Recent History – 1999
Aug. 3, 1999, By Kelly Henschel, Daily News Staff
Tomslake looked a lot different 60 years ago. The small community about 30 kilometres east of Dawson Creek was an untamed wilderness when more than 500 refugees from the Sudetenland in Czechoslovakia arrived in 1939. Six decades later, some of the original Sudeten pioneers and hundreds of their descendants and friends gathered in Tomslake to celebrate and to remember.
“We’re really impressed with the turnout,” says Laurel David, chairperson of the 60th anniversary committee.
The event had been in the planning stages for about a year, she says, and featured a social evening, pancake breakfast, and tours of the old buildings still in the area.

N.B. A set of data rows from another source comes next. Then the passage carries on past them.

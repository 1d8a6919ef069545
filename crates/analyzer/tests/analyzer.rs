use std::sync::Arc;
use std::time::Duration;

use async_trait::async_trait;
use rfp_analyzer::{AnalyzerError, RfpAnalyzer};
use rfp_core::analysis::{Category, ERROR_SENTINEL};
use rfp_core::config::{ChunkingConfig, Config, EligibilityMode, StrategyKind};
use rfp_core::document::{CompanyProfile, SectionName};
use rfp_ingest::embedding::HashingEmbedder;
use rfp_ingest::{RetrievalError, SimilarityRetriever};
use rfp_llm::{LlmError, LlmProvider, Message, ModelClient};
use serde_json::json;

const RFP: &str = "\
City of Springfield Request for Proposals: Road Resurfacing

Eligibility Requirements
Bidders must hold a valid state contractor license, carry general liability
insurance of at least $2,000,000 and have completed three comparable projects.

Submission Requirements
Proposals must be submitted as a single PDF no later than 5pm on March 3rd,
with pricing in a separately sealed envelope and signed by an officer.

Terms and Conditions
Payment is net 45. Liquidated damages of $1,500 per day apply after the
completion date. The contractor shall indemnify the city without limit.
";

const COMBINED: &str = "\
=== ELIGIBILITY REQUIREMENTS ===
- Valid state contractor license
- $2,000,000 general liability insurance
=== COMPLIANCE REQUIREMENTS ===
- Signed by an officer
=== SUBMISSION REQUIREMENTS ===
- Single PDF by March 3rd, 5pm
=== RISK FACTORS ===
- Uncapped indemnity
";

enum Behavior {
    Reply(&'static str),
    Fail,
    Hang,
}

struct FakeProvider(Behavior);

#[async_trait]
impl LlmProvider for FakeProvider {
    async fn complete(&self, _: Vec<Message>, _: f32, _: u32) -> Result<String, LlmError> {
        match self.0 {
            Behavior::Reply(text) => Ok(text.to_string()),
            Behavior::Fail => Err(LlmError::Api {
                status: 502,
                body: "bad gateway".into(),
            }),
            Behavior::Hang => {
                tokio::time::sleep(Duration::from_secs(30)).await;
                Ok("YES".into())
            }
        }
    }
}

fn client(behavior: Behavior) -> ModelClient {
    ModelClient::new(Arc::new(FakeProvider(behavior)), Duration::from_millis(100))
}

fn analyzer(behavior: Behavior) -> RfpAnalyzer {
    RfpAnalyzer::builder(client(behavior)).build().unwrap()
}

fn profile() -> CompanyProfile {
    CompanyProfile::from_value(json!({
        "name": "Acme Paving",
        "licenses": ["state contractor"],
        "insurance": 5000000
    }))
    .unwrap()
}

#[tokio::test]
async fn load_splits_sections_from_disk() {
    let dir = tempfile::tempdir().unwrap();
    let path = dir.path().join("rfp.txt");
    std::fs::write(&path, RFP).unwrap();

    let analyzer = analyzer(Behavior::Reply(COMBINED));
    let document = analyzer.load(&path).unwrap();

    let eligibility = document.section(SectionName::Eligibility);
    assert!(eligibility.starts_with("Eligibility Requirements"));
    assert!(eligibility.ends_with("three comparable projects."));
    assert!(document
        .section(SectionName::Submission)
        .starts_with("Submission Requirements"));
    assert!(document
        .section(SectionName::Terms)
        .ends_with("without limit."));
}

#[tokio::test]
async fn load_reports_missing_file() {
    let dir = tempfile::tempdir().unwrap();
    let err = analyzer(Behavior::Reply(COMBINED))
        .load(&dir.path().join("nope.pdf"))
        .unwrap_err();
    assert!(matches!(err, AnalyzerError::DocumentLoad(_)));
}

#[tokio::test]
async fn analyze_returns_categories_and_sections() {
    let analyzer = analyzer(Behavior::Reply(COMBINED));
    let document = analyzer.document_from_text(RFP);
    let report = analyzer.analyze(&document).await.unwrap();

    assert_eq!(
        report.analysis.render(Category::Eligibility),
        "\n• Valid state contractor license\n• $2,000,000 general liability insurance"
    );
    assert_eq!(report.analysis.render(Category::Risks), "\n• Uncapped indemnity");
    assert_eq!(report.sections.len(), 3);

    let json = serde_json::to_value(&report).unwrap();
    assert_eq!(json["risk_analysis"], "\n• Uncapped indemnity");
    assert!(json["sections"]["terms"]
        .as_str()
        .unwrap()
        .starts_with("Terms and Conditions"));
}

#[tokio::test]
async fn analyze_is_idempotent_on_sections() {
    let analyzer = analyzer(Behavior::Reply(COMBINED));
    let document = analyzer.document_from_text(RFP);
    let first = analyzer.analyze(&document).await.unwrap();
    let second = analyzer.analyze(&document).await.unwrap();
    assert_eq!(first.sections, second.sections);
    assert_eq!(first.analysis, second.analysis);
}

#[tokio::test]
async fn analyze_degrades_on_model_failure() {
    let analyzer = analyzer(Behavior::Fail);
    let document = analyzer.document_from_text(RFP);
    let report = analyzer.analyze(&document).await.unwrap();
    for category in Category::ALL {
        assert_eq!(report.analysis.render(category), ERROR_SENTINEL);
    }
    assert_eq!(report.sections.len(), 3);
}

#[tokio::test]
async fn blank_document_is_rejected() {
    let analyzer = analyzer(Behavior::Reply(COMBINED));
    let document = analyzer.document_from_text("   \n");
    assert!(matches!(
        analyzer.analyze(&document).await,
        Err(AnalyzerError::NoDocument)
    ));
    assert!(matches!(
        analyzer.check_eligibility(&document, &profile()).await,
        Err(AnalyzerError::NoDocument)
    ));
    assert!(matches!(
        analyzer.index_document(&document).await,
        Err(AnalyzerError::NoDocument)
    ));
}

#[tokio::test]
async fn eligibility_follows_mode() {
    let document = analyzer(Behavior::Reply("")).document_from_text(RFP);

    let prefix = analyzer(Behavior::Reply("Yes. All requirements are met."));
    assert!(prefix.check_eligibility(&document, &profile()).await.unwrap());

    let contains = RfpAnalyzer::builder(client(Behavior::Reply("Answer: YES")))
        .eligibility_mode(EligibilityMode::Contains)
        .build()
        .unwrap();
    assert!(contains.check_eligibility(&document, &profile()).await.unwrap());

    let prefix = analyzer(Behavior::Reply("Answer: YES"));
    assert!(!prefix.check_eligibility(&document, &profile()).await.unwrap());
}

#[tokio::test]
async fn eligibility_is_false_on_timeout_or_transport_failure() {
    for behavior in [Behavior::Hang, Behavior::Fail] {
        let analyzer = analyzer(behavior);
        let document = analyzer.document_from_text(RFP);
        assert!(!analyzer.check_eligibility(&document, &profile()).await.unwrap());
    }
}

#[tokio::test]
async fn per_category_strategy_can_be_selected() {
    let analyzer = RfpAnalyzer::builder(client(Behavior::Reply("- shared finding")))
        .strategy(StrategyKind::PerCategory)
        .build()
        .unwrap();
    assert_eq!(analyzer.strategy_name(), "per_category");

    let report = analyzer
        .analyze(&analyzer.document_from_text(RFP))
        .await
        .unwrap();
    for category in Category::ALL {
        assert_eq!(report.analysis.render(category), "\n• shared finding");
    }
}

#[tokio::test]
async fn retrieval_requires_a_retriever_and_an_index() {
    let bare = analyzer(Behavior::Reply(COMBINED));
    assert!(matches!(
        bare.related_passages("insurance", 3).await,
        Err(AnalyzerError::Retrieval(RetrievalError::NotIndexed))
    ));

    let retriever = Arc::new(SimilarityRetriever::new(Arc::new(HashingEmbedder::new(256)), 8));
    let analyzer = RfpAnalyzer::builder(client(Behavior::Reply(COMBINED)))
        .retriever(retriever)
        .chunking(ChunkingConfig::new(200, 40).unwrap())
        .build()
        .unwrap();
    assert!(matches!(
        analyzer.similar_passages("insurance", 0.5).await,
        Err(AnalyzerError::Retrieval(RetrievalError::NotIndexed))
    ));

    let document = analyzer.document_from_text(RFP);
    let chunks = analyzer.index_document(&document).await.unwrap();
    assert!(chunks > 1);

    let hits = analyzer
        .related_passages("liquidated damages per day", 2)
        .await
        .unwrap();
    assert_eq!(hits.len(), 2);
    assert!(hits[0].distance <= hits[1].distance);
    assert!(hits[0].chunk.text.contains("damages"));

    assert!(analyzer
        .similar_passages("liquidated damages", 1.01)
        .await
        .unwrap()
        .is_empty());

    assert_eq!(analyzer.similarity_threshold(), 0.8);
    let default_hits = analyzer
        .similar_passages("liquidated damages", analyzer.similarity_threshold())
        .await
        .unwrap();
    assert!(default_hits.iter().all(|hit| hit.similarity >= 0.8));
    assert!(default_hits
        .windows(2)
        .all(|pair| pair[0].similarity >= pair[1].similarity));
}

#[test]
fn from_config_builds_offline_stack() {
    let mut config = Config::for_profile("RFPANALYZERTEST");
    config.llm.provider = "ollama".into();
    config.embedding.provider = "hashing".into();
    config.analysis.strategy = "per-category".into();
    config.analysis.eligibility_mode = "contains".into();
    config.chunking = ChunkingConfig::default();
    config.analysis.similarity_threshold = 0.65;

    let analyzer = RfpAnalyzer::from_config(&config).unwrap();
    assert_eq!(analyzer.strategy_name(), "per_category");
    assert_eq!(analyzer.similarity_threshold(), 0.65);

    config.analysis.strategy = "batch".into();
    assert!(matches!(
        RfpAnalyzer::from_config(&config),
        Err(AnalyzerError::Config(_))
    ));
}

On Sunday afternoon a short ceremony was held to honour the original Tate Creek and Tupper residents, and to unveil a memorial plaque on the museum grounds.
Many people come to Tomslake looking for relatives who came over in 1939, and the committee wanted to do something to commemorate the pioneers, David says.

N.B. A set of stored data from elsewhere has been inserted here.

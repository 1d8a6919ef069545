pub mod gemini;
pub mod ollama;
pub mod openai;

use std::sync::Arc;

use rfp_core::config::LlmConfig;

use crate::provider::{LlmError, LlmProvider};

/// Create the appropriate LLM provider based on config.
pub fn create_provider(config: &LlmConfig) -> Result<Arc<dyn LlmProvider>, LlmError> {
    match config.provider.as_str() {
        "gemini" => {
            let api_key = config
                .gemini_api_key
                .as_ref()
                .ok_or_else(|| LlmError::NotConfigured("GEMINI_API_KEY not set".into()))?;
            Ok(Arc::new(gemini::GeminiProvider::new(
                api_key.clone(),
                config.gemini_model.clone(),
            )))
        }
        "openai" => {
            let api_key = config
                .openai_api_key
                .as_ref()
                .ok_or_else(|| LlmError::NotConfigured("OPENAI_API_KEY not set".into()))?;
            let base_url = config
                .openai_base_url
                .as_deref()
                .unwrap_or("https://api.openai.com");
            Ok(Arc::new(openai::OpenAiProvider::new(
                api_key.clone(),
                config.openai_model.clone(),
                base_url.to_string(),
            )))
        }
        "ollama" => Ok(Arc::new(ollama::OllamaProvider::new(
            config.ollama_url.clone(),
            config.ollama_model.clone(),
        ))),
        other => Err(LlmError::NotConfigured(format!(
            "unknown LLM provider: '{}'",
            other
        ))),
    }
}

#[cfg(test)]
mod tests {
    use super::*;

    fn config(provider: &str) -> LlmConfig {
        LlmConfig {
            provider: provider.into(),
            gemini_api_key: None,
            gemini_model: "gemini-2.0-flash".into(),
            openai_api_key: None,
            openai_model: "gpt-4o-mini".into(),
            openai_base_url: None,
            ollama_url: "http://localhost:11434".into(),
            ollama_model: "llama3.2".into(),
            timeout_secs: 60,
        }
    }

    #[test]
    fn missing_keys_are_not_configured() {
        for provider in ["gemini", "openai"] {
            assert!(matches!(
                create_provider(&config(provider)),
                Err(LlmError::NotConfigured(_))
            ));
        }
    }

    #[test]
    fn builds_configured_providers() {
        let mut cfg = config("gemini");
        cfg.gemini_api_key = Some("key".into());
        assert!(create_provider(&cfg).is_ok());
        assert!(create_provider(&config("ollama")).is_ok());
        assert!(matches!(
            create_provider(&config("claude")),
            Err(LlmError::NotConfigured(msg)) if msg.contains("claude")
        ));
    }
}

“Everyone who came here to Tomslake is on that plaque, so that’s part of the heritage,” she says.
“This memorial is a reminder of the past and a reference for the future,” says committee member and Master of Ceremonies, Art Seidl.
Visitors came to the event from as far away as the western prairie provinces, Toronto, Texas, California and even Germany.

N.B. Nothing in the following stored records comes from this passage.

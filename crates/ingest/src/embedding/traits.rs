use async_trait::async_trait;
use thiserror::Error;

#[derive(Debug, Error)]
pub enum EmbeddingError {
    #[error("HTTP request failed: {0}")]
    Http(#[from] reqwest::Error),

    #[error("API error: {0}")]
    Api(String),

    #[error("Dimension mismatch: expected {expected}, got {actual}")]
    DimensionMismatch { expected: usize, actual: usize },

    #[error("Backend returned {actual} vectors for {expected} inputs")]
    CountMismatch { expected: usize, actual: usize },

    #[error("Embedding provider not configured: {0}")]
    NotConfigured(String),
}

/// Trait for embedding backends (OpenAI, Ollama, local hashing).
#[async_trait]
pub trait Embedder: Send + Sync {
    /// Embed a batch of texts, returning one vector per input text (in order).
    async fn embed_batch(&self, texts: &[&str]) -> Result<Vec<Vec<f32>>, EmbeddingError>;

    /// The dimensionality of the output vectors.
    fn dimensions(&self) -> usize;
}

/// Check a backend response: one vector per input, each of `dimensions` length.
pub(crate) fn validate_vectors(
    vectors: &[Vec<f32>],
    expected_count: usize,
    dimensions: usize,
) -> Result<(), EmbeddingError> {
    if vectors.len() != expected_count {
        return Err(EmbeddingError::CountMismatch {
            expected: expected_count,
            actual: vectors.len(),
        });
    }
    if let Some(bad) = vectors.iter().find(|v| v.len() != dimensions) {
        return Err(EmbeddingError::DimensionMismatch {
            expected: dimensions,
            actual: bad.len(),
        });
    }
    Ok(())
}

Herta and Reinhold Prizezeik and Herta’s sister Trude Tackaberry made the trip up from Calgary.
Herta and Trude came to Tomslake in 1939 when they were 11 and nine respectively.
“I think for us it was sort of an adventure,” Herta says, but she also remembers the tensions of pre-war Czechoslovakia and the looming take-over by Hitler which caused them to flee.
“One day my mother came and got me from school – it was September- and there was a truck waiting and off we went,” she remembers.
“We just left everything standing the way it was.”
While Herta and Reinhold actually met in Calgary, he also came to Tomslake as a young man of 19. His first impression was an eye-opener he says.
“Oh boy!” he laughs. “Nothing but trees! I was a city boy and had never held an axe in my hand before and never handled a team of horses, so it was rather strange.”
Long-time Tomslake resident Joe Schoenstein was 14 when he first laid eyes on Tomslake, and has been there ever since, farming and working with the department of highways. Looking around at all of the people, he says name tags are very useful.
“It’s pretty hard when you haven’t seen some of these guys in 50 or 60 years!” he chuckles.
He wouldn’t trade his life in Tomslake for anything he says.
“I like it here. I wouldn’t go back to Europe.”